# Common Issues With Borderlands 2



## -WOLF-

Just a thread for people who may have some issues I've found with Borderlands 2 Steam edition.


*My friends can't connect to me / I can't connect to them!*

Try different hosts, I've found that out of the four of one group, only one person had everyone connect, a different person was unable to connect depending on the host. If no one is successful, check your NAT and firewall settings, make sure to hit 'Allow access' for Windows 7 when it prompts you.

*When I ALT-TAB I can't get back in!*

For some reason this is bugged for some people, don't alt-tab!

*I can't do anything, nothing I press will work!*

Another odd bug that seems to happen at random. Only a game restart will work.

*My DLC content list is stuck on "Enumerating" or tells me that my Premium club is "not downloaded." *

Don't worry - you have the bonuses, it's not something that can be downloaded.

*I can't find the SHIFT key code!*

We can't either - you have the benefits of the membership, so don't worry. Check your e-mail, there seems to be a delay but you'll get a message eventually, though it doesn't contain the code.

*I only have ONE Gold Key!? I didn't pre-order for this!*

Don't worry, you can only use one per lobby. Restart the lobby and you'll find your key again. 

*I already have .Net Framework, I don't need it / Why won't it stop installing every time I play!?
*

You can click 'cancel' on the first run if you have it, but keep in mind there are more than one version of .Net Framework so it's sometimes a good idea to get it.
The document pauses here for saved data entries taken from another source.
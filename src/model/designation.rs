use chrono::NaiveDateTime;
use serde::{Deserialize, Serialize};
use utoipa::ToSchema;

#[derive(Debug, Serialize, Deserialize, sqlx::FromRow, ToSchema)]
pub struct Designation {
    #[schema(example = 1)]
    pub id: u64,
    #[schema(example = "Crane Operator")]
    pub name: String,
    #[schema(example = 1, nullable = true)]
    pub department_id: Option<u64>,
    #[schema(nullable = true)]
    pub description: Option<String>,
    pub is_active: bool,
    #[schema(value_type = String, format = "date-time")]
    pub created_at: NaiveDateTime,
}
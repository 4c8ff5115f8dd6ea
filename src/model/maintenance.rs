use super::status::StatusFlow;
use chrono::{NaiveDate, NaiveDateTime};
use serde::{Deserialize, Serialize};
use strum_macros::{AsRefStr, Display, EnumString};
use utoipa::ToSchema;

#[derive(Debug, Clone, Serialize, Deserialize, sqlx::FromRow, ToSchema)]
pub struct MaintenanceTask {
    pub id: u64,
    pub equipment_id: u64,
    #[schema(example = "Replace hydraulic hoses")]
    pub title: String,
    #[schema(nullable = true)]
    pub description: Option<String>,
    #[schema(value_type = String, format = "date")]
    pub scheduled_date: NaiveDate,
    #[schema(nullable = true)]
    pub technician_id: Option<u64>,
    pub status: String,
    pub cost: f64,
    #[schema(value_type = Option<String>, format = "date-time")]
    pub completed_at: Option<NaiveDateTime>,
    #[schema(nullable = true)]
    pub completed_by: Option<u64>,
    #[schema(nullable = true)]
    pub notes: Option<String>,
    #[schema(value_type = String, format = "date-time")]
    pub created_at: NaiveDateTime,
}

#[derive(Debug, Clone, Copy, PartialEq, Eq, Serialize, Deserialize, Display, EnumString, AsRefStr, ToSchema)]
#[serde(rename_all = "snake_case")]
#[strum(serialize_all = "snake_case")]
pub enum MaintenanceStatus {
    Pending,
    Assigned,
    InProgress,
    Completed,
    Cancelled,
}

impl StatusFlow for MaintenanceStatus {
    const RECORD: &'static str = "maintenance task";

    fn next_states(self) -> &'static [Self] {
        use MaintenanceStatus::*;
        match self {
            Pending => &[Assigned, InProgress, Cancelled],
            Assigned => &[InProgress, Cancelled],
            InProgress => &[Completed, Cancelled],
            Completed | Cancelled => &[],
        }
    }
}

impl MaintenanceTask {
    pub fn is_overdue(&self, today: NaiveDate) -> bool {
        let open = self
            .status
            .parse::<MaintenanceStatus>()
            .map(|s| !s.is_final())
            .unwrap_or(false);
        open && self.scheduled_date < today
    }
}

#[cfg(test)]
mod tests {
    use super::*;

    #[test]
    fn tasks_must_be_in_progress_before_completion() {
        assert!(!MaintenanceStatus::Pending.can_transition_to(MaintenanceStatus::Completed));
        assert!(MaintenanceStatus::InProgress.can_transition_to(MaintenanceStatus::Completed));
        assert!(MaintenanceStatus::Assigned.can_transition_to(MaintenanceStatus::Cancelled));
        assert_eq!(MaintenanceStatus::InProgress.to_string(), "in_progress");
    }
}
use serde::Serialize;
use strum_macros::{AsRefStr, Display};

#[derive(Debug, Copy, Clone, Eq, PartialEq, Serialize, Display, AsRefStr)]
#[serde(rename_all = "snake_case")]
#[strum(serialize_all = "snake_case")]
pub enum Role {
    Admin = 1,
    Hr = 2,
    Employee = 3,
    System = 4,
    ApiUser = 5,
}

impl Role {
    pub fn from_id(id: u8) -> Option<Self> {
        match id {
            1 => Some(Role::Admin),
            2 => Some(Role::Hr),
            3 => Some(Role::Employee),
            4 => Some(Role::System),
            5 => Some(Role::ApiUser),
            _ => None,
        }
    }

    pub fn id(self) -> u8 {
        self as u8
    }
}

#[cfg(test)]
mod tests {
    use super::*;

    #[test]
    fn ids_round_trip() {
        for role in [Role::Admin, Role::Hr, Role::Employee, Role::System, Role::ApiUser] {
            assert_eq!(Role::from_id(role.id()), Some(role));
        }
        assert_eq!(Role::from_id(0), None);
        assert_eq!(Role::from_id(9), None);
    }

    #[test]
    fn displays_snake_case() {
        assert_eq!(Role::ApiUser.to_string(), "api_user");
    }
}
You'll know if you have it if it asks for a 'repair installation'. You must restart your computer after installation if you want it to stop installing every time you run the game.

*Why can't I chose my character?*

You have to be in a lobby but not be the host. 

*I picked up a Skin unlock item, how do I use it / how can I change my character's appearance?*

You need to double-click the item in your inventory to unlock the skin. You can find an appearance changer in Sanctuary at the side of the building with the Gold Chest. It has a hologram outline of a person.

*I don't want my name to be 'Salvador/Zero etc' why isn't it my Steam name?*

Your character name is different when you're in the game, you can change this at character creation OR at any time during the game from the above method. 

*I want to play with my friend, but he hasn't got the game yet, and I don't want to wait just to play with him.*

Don't worry, try to be within 5 levels of each other and you'll be fine. Alternatively, characters can be used in co-op or singleplayer. 

*I missed a day or two, I'm behind in the story! *

if you're a few quests behind your host (the host determines where the story is at) you'll be allowed to do the current quest. 

*I want to make a new character, but all my Badass ranks are in my main*

These skills are the same across all your characters.

*I don't understand how I host a game for my friends. Where is the 'Host Game' option?
*

All you need to do is use Steam overlay to invite a friend or join them yourselves and a lobby will be created automatically. 


Other misc info:

Money and XP are shared evenly no matter where you are on the map.

Ammo is unique to your computer, so you don't need to share - weapons and other items you do, though!

Friendly fire is disabled, but you can't shoot through your friend's character!

There is no fall damage.


----------



## backups

I think most of those issues are steam related it's not really about the game itself. Also had some steam issues when I bought CS GO


----------



## -WOLF-

backups said:


> I think most of those issues are steam related it's not really about the game itself. Also had some steam issues when I bought CS GO


Yeah it's likely but it may be useful to some people. I made it because so many of my Steam friends had the same issues.


----------